ゼミ、読書会、研究発表の場などを通じて、様々な世界のとらえ方や価値観を知ることができた(自分の乏しい知識で理解できる範囲内ではあるけれど)。お手本にしたい素敵な人もいた。

 

私はこわがりで、こんなブログに何かを公開することでさえこわくて、何度も読み返して修正を繰り返してしまうので、すごく時間がかかる。

 

それで、こういう風に自分が何かを発信する時に頭のどこかにあるのが、「これを研究室の面々に見られて恥ずかしくない内容かどうか」という考えである。

 

研究室の方々に見られて良い内容ならば、誰にでも見られて良いと思う。そんな鏡になっている。

 

 

まあ結局最後には、恥ずかしいのかどうかよくわからなくなって、「もういいや!」って両目つぶって高い所から飛び降りるみたいに公開するんだけど。

 

 

本なんかも、「最近これが面白かった」って胸を張って紹介できる本を読むことをどこかで意識してしまっている。

それくらいの存在。

 

 

 

 

 

 

哲学やってる所って言ったら、暗いとか考えすぎて病んでるとかそんなイメージを持たれることあるけど(私のせいかも)、飲み会の雰囲気明るいよ。

 

もちろん人によっては私のように人の話を聞いているのが好きなタイプの人もいれば、自分からしゃべるのが好きなタイプの人もいるし、教授はすっごい強烈だけど、話してみると皆面白い。

 

先日も、笑いの絶えない楽しい会だった。

 

就職の決まった先輩に気持ちばかりの菓子折を渡すと「さすが社会人」と言われた。

 

私にとっては同窓会みたいな感じだったけど、20人前後集まったメンバーをよく見てみると、 大学で研究を続けている人が大半だった。

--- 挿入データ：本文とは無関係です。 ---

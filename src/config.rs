//! YAML job configuration.
//!
//! A job file is parsed once into [`RootConfig`], checked with [`RootConfig::validate`] and then
//! resolved into the engine's [`ReconSpec`] with [`RootConfig::to_spec`].
//!
//! ```yaml
//! job: { name: daily_gl, unknown_kinds: fallback }
//! inputs:
//!   A: { path: ledger.csv, dtypes: { amount: float } }
//!   B: { path: bank.csv, sanitize: { rename: { amt: amount } } }
//! aggregate:
//!   A: { group_by: [account], metrics: { amount: { agg: sum } } }
//! join: { keys: [account], type: outer }
//! reconcile:
//!   numeric:
//!     - { column: amount, comparator: absolute, tol_abs: 0.01 }
//! report:
//!   outputs: { dir: reports, formats: [csv, json] }
//!   dataset_names: { A: ledger, B: bank }
//! drilldown:
//!   enabled: true
//!   levels: [{ add: [region] }]
//! ```

use std::fs;
use std::path::{Path, PathBuf};

use serde::Deserialize;

use crate::engine::drilldown::{DrillLevel, DrilldownSpec, Strategy};
use crate::engine::join::{JoinHow, JoinSpec};
use crate::engine::reconcile::ReconcileRule;
use crate::engine::ReconSpec;
use crate::error::{ReconError, ReconResult};
use crate::ingestion::csv::{resolve_path, ReadConfig};
use crate::processing::aggregate::AggregateSpec;
use crate::processing::filter::FilterPredicate;
use crate::processing::sanitize::SanitizeSpec;
use crate::report::ReportConfig;

/// What to do with an aggregation or comparator kind that is not recognized.
#[derive(Debug, Clone, Copy, PartialEq, Eq, Default, Deserialize)]
#[serde(rename_all = "lowercase")]
pub enum UnknownKinds {
    /// Use `sum` / `exact` and report the substitution.
    #[default]
    Fallback,
    /// Reject the configuration.
    Error,
}

#[derive(Debug, Clone, PartialEq, Eq, Deserialize)]
pub struct JobConfig {
    #[serde(default = "default_job_name")]
    pub name: String,
    #[serde(default)]
    pub unknown_kinds: UnknownKinds,
}

impl Default for JobConfig {
    fn default() -> Self {
        Self {
            name: default_job_name(),
            unknown_kinds: UnknownKinds::default(),
        }
    }
}

fn default_job_name() -> String {
    "recon".to_string()
}

/// One input: how to read it, then how to clean and filter it.
#[derive(Debug, Clone, PartialEq, Deserialize)]
pub struct InputConfig {
    #[serde(flatten)]
    pub read: ReadConfig,
    #[serde(default)]
    pub sanitize: Option<SanitizeSpec>,
    #[serde(default)]
    pub prefilter: Vec<FilterPredicate>,
}

impl InputConfig {
    /// This input's `prefilter` followed by `extra` (its entry in the top-level `filters`).
    pub fn predicates(&self, extra: &[FilterPredicate]) -> Vec<FilterPredicate> {
        self.prefilter.iter().chain(extra).cloned().collect()
    }
}

#[derive(Debug, Clone, Default, PartialEq, Deserialize)]
pub struct InputsConfig {
    #[serde(rename = "A")]
    pub a: Option<InputConfig>,
    #[serde(rename = "B")]
    pub b: Option<InputConfig>,
}

/// Extra per-side predicates, applied after each input's own `prefilter`.
#[derive(Debug, Clone, Default, PartialEq, Deserialize)]
pub struct FiltersConfig {
    #[serde(default, rename = "A")]
    pub a: Vec<FilterPredicate>,
    #[serde(default, rename = "B")]
    pub b: Vec<FilterPredicate>,
}

#[derive(Debug, Clone, Default, PartialEq, Eq, Deserialize)]
pub struct AggregateConfig {
    #[serde(default, rename = "A")]
    pub a: Option<AggregateSpec>,
    #[serde(default, rename = "B")]
    pub b: Option<AggregateSpec>,
}

#[derive(Debug, Clone, Default, PartialEq, Eq, Deserialize)]
pub struct JoinConfig {
    #[serde(default)]
    pub keys: Vec<String>,
    #[serde(default)]
    pub key_name: Option<String>,
    #[serde(default, rename = "type")]
    pub how: JoinHow,
}

#[derive(Debug, Clone, Default, PartialEq, Deserialize)]
pub struct ReconcileConfig {
    #[serde(default)]
    pub numeric: Vec<ReconcileRule>,
}

#[derive(Debug, Clone, Default, PartialEq, Eq, Deserialize)]
pub struct DrilldownConfig {
    #[serde(default)]
    pub enabled: bool,
    #[serde(default)]
    pub strategy: Strategy,
    #[serde(default)]
    pub levels: Vec<DrillLevel>,
}

/// The whole job file.
#[derive(Debug, Clone, Default, PartialEq, Deserialize)]
pub struct RootConfig {
    #[serde(default)]
    pub job: JobConfig,
    #[serde(default)]
    pub inputs: InputsConfig,
    #[serde(default)]
    pub filters: FiltersConfig,
    #[serde(default)]
    pub aggregate: Option<AggregateConfig>,
    #[serde(default)]
    pub join: JoinConfig,
    #[serde(default)]
    pub reconcile: Option<ReconcileConfig>,
    #[serde(default)]
    pub report: ReportConfig,
    #[serde(default)]
    pub drilldown: Option<DrilldownConfig>,
}

/// A parsed job file together with its exact text (for auditing).
#[derive(Debug, Clone)]
pub struct LoadedConfig {
    pub config: RootConfig,
    pub text: String,
    pub path: PathBuf,
}

/// Read and parse a job file. Relative input paths are resolved against the file's directory.
pub fn load(path: impl AsRef<Path>) -> ReconResult<LoadedConfig> {
    let path = path.as_ref();
    let text = fs::read_to_string(path)?;
    let mut config = RootConfig::from_yaml_str(&text)?;
    let base = path.parent().unwrap_or_else(|| Path::new("."));
    config.resolve_input_paths(base);
    tracing::debug!(path = %path.display(), job = %config.job.name, "config loaded");
    Ok(LoadedConfig {
        config,
        text,
        path: path.to_path_buf(),
    })
}

impl RootConfig {
    /// Parse a job from YAML text.
    ///
    /// Malformed YAML is a [`ReconError::Yaml`]; well-formed YAML of the wrong shape is a
    /// [`ReconError::Configuration`].
    pub fn from_yaml_str(text: &str) -> ReconResult<Self> {
        let value: serde_yaml::Value = serde_yaml::from_str(text)?;
        if value.is_null() {
            return Ok(Self::default());
        }
        serde_yaml::from_value(value).map_err(|e| ReconError::config(format!("invalid job config: {e}")))
    }

    pub fn resolve_input_paths(&mut self, base: &Path) {
        for input in [&mut self.inputs.a, &mut self.inputs.b].into_iter().flatten() {
            input.read.path = resolve_path(base, &input.read.path);
        }
    }

    /// Both inputs, or a configuration error naming what is missing.
    pub fn inputs(&self) -> ReconResult<(&InputConfig, &InputConfig)> {
        match (&self.inputs.a, &self.inputs.b) {
            (Some(a), Some(b)) => Ok((a, b)),
            _ => Err(ReconError::config("config must define inputs.A and inputs.B")),
        }
    }

    /// Reject configurations that cannot run, before any table is read.
    pub fn validate(&self) -> ReconResult<()> {
        let (a, b) = self.inputs()?;
        a.read.validate()?;
        b.read.validate()?;

        if self.join.keys.is_empty() {
            return Err(ReconError::config("join.keys must list at least one column"));
        }

        if self.job.unknown_kinds == UnknownKinds::Error {
            let unknown = self.to_spec().unrecognized_kinds();
            if !unknown.is_empty() {
                let locations: Vec<&str> = unknown.iter().map(|(loc, _)| loc.as_str()).collect();
                return Err(ReconError::config(format!(
                    "unrecognized aggregation/comparator kinds at: {}",
                    locations.join(", ")
                )));
            }
        }
        Ok(())
    }

    /// Resolve the engine input.
    pub fn to_spec(&self) -> ReconSpec {
        let aggregate = self.aggregate.clone().unwrap_or_default();
        let mut join = JoinSpec::new(self.join.keys.clone(), self.join.how);
        join.key_name = self.join.key_name.clone();

        let drilldown = self
            .drilldown
            .as_ref()
            .filter(|d| d.enabled && !d.levels.is_empty())
            .map(|d| DrilldownSpec {
                strategy: d.strategy,
                levels: d.levels.clone(),
            });

        ReconSpec {
            aggregate_a: aggregate.a,
            aggregate_b: aggregate.b,
            join,
            rules: self
                .reconcile
                .as_ref()
                .map(|r| r.numeric.clone())
                .unwrap_or_default(),
            select: self.report.select_keys(),
            drilldown,
        }
    }
}
//! In-memory table transformations.
//!
//! The processing layer operates on [`crate::types::DataSet`] values produced by ingestion.
//!
//! - [`sanitize()`]: rename / trim / upper-case / select columns
//! - [`apply_filters()`]: keep rows matching `{col, op, value}` predicates
//! - [`aggregate()`]: group-by with per-column reducers from [`reduce`]
//!
//! ## Example: sanitize → filter → aggregate
//!
//! ```rust
//! use rust_recon::processing::{aggregate, apply_filters, sanitize, AggregateSpec, FilterPredicate, Metric};
//! use rust_recon::processing::reduce::AggKind;
//! use rust_recon::types::{DataSet, DataType, Field, Schema, Value};
//!
//! let schema = Schema::new(vec![
//!     Field::new("account", DataType::Utf8),
//!     Field::new("amount", DataType::Float64),
//! ]);
//! let ds = DataSet::new(
//!     schema,
//!     vec![
//!         vec![Value::Utf8("a1".into()), Value::Float64(10.0)],
//!         vec![Value::Utf8("a1".into()), Value::Float64(5.0)],
//!         vec![Value::Utf8("a2".into()), Value::Float64(-1.0)],
//!     ],
//! );
//!
//! let ds = sanitize(&ds, None).unwrap();
//! let positive = apply_filters(&ds, &[FilterPredicate::new("amount", "gt", serde_json::json!(0))]);
//!
//! let spec = AggregateSpec::new(vec!["account".into()], vec![Metric::new("amount", AggKind::Sum)]);
//! let out = aggregate(&positive, Some(&spec)).unwrap();
//! assert_eq!(out.rows, vec![vec![Value::Utf8("a1".into()), Value::Float64(15.0)]]);
//! ```

pub mod aggregate;
pub mod filter;
pub mod reduce;
pub mod sanitize;

pub use aggregate::{aggregate, AggregateSpec, Metric};
pub use filter::{apply_filters, FilterPredicate};
pub use sanitize::{sanitize, Normalize, SanitizeSpec};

学部・修士課程の時の同期もいた。

 

「そうか、あの厳しい世界で、強い強い自律が求められる世界で、みんながんばっているんだ」

 

なんだか感動した。

 

研究を続けることは、実るか実らないかわからないことに何年も取り組むことなので、ものすごい忍耐力、その他諸々が必要だと思う。

 

その一方で、研究をやめることにも、たいへんな勇気がいる。(私みたいに未来のことをよく考えられず軽率な意思決定しかできない者は別として。)

 

私はどちらの決断にも敬意を払いたい。払い続けたい。

 

先日会えなかった人達も、それぞれに元気でいてほしい。

 

 

それでやっぱり、ここの方々に胸を張れるような自分でいたい、という気持ちを再確認した。

 

 

いま、研究室の知り合いと会える機会は数年に一回あるかないかだけど、

こんなに大事な場所だった。

こんなに大事な場所があって、自分のよりどころになっていることが改めてわかって、うれしかった。

 

 それだけ。

忘れないように、記録しておく。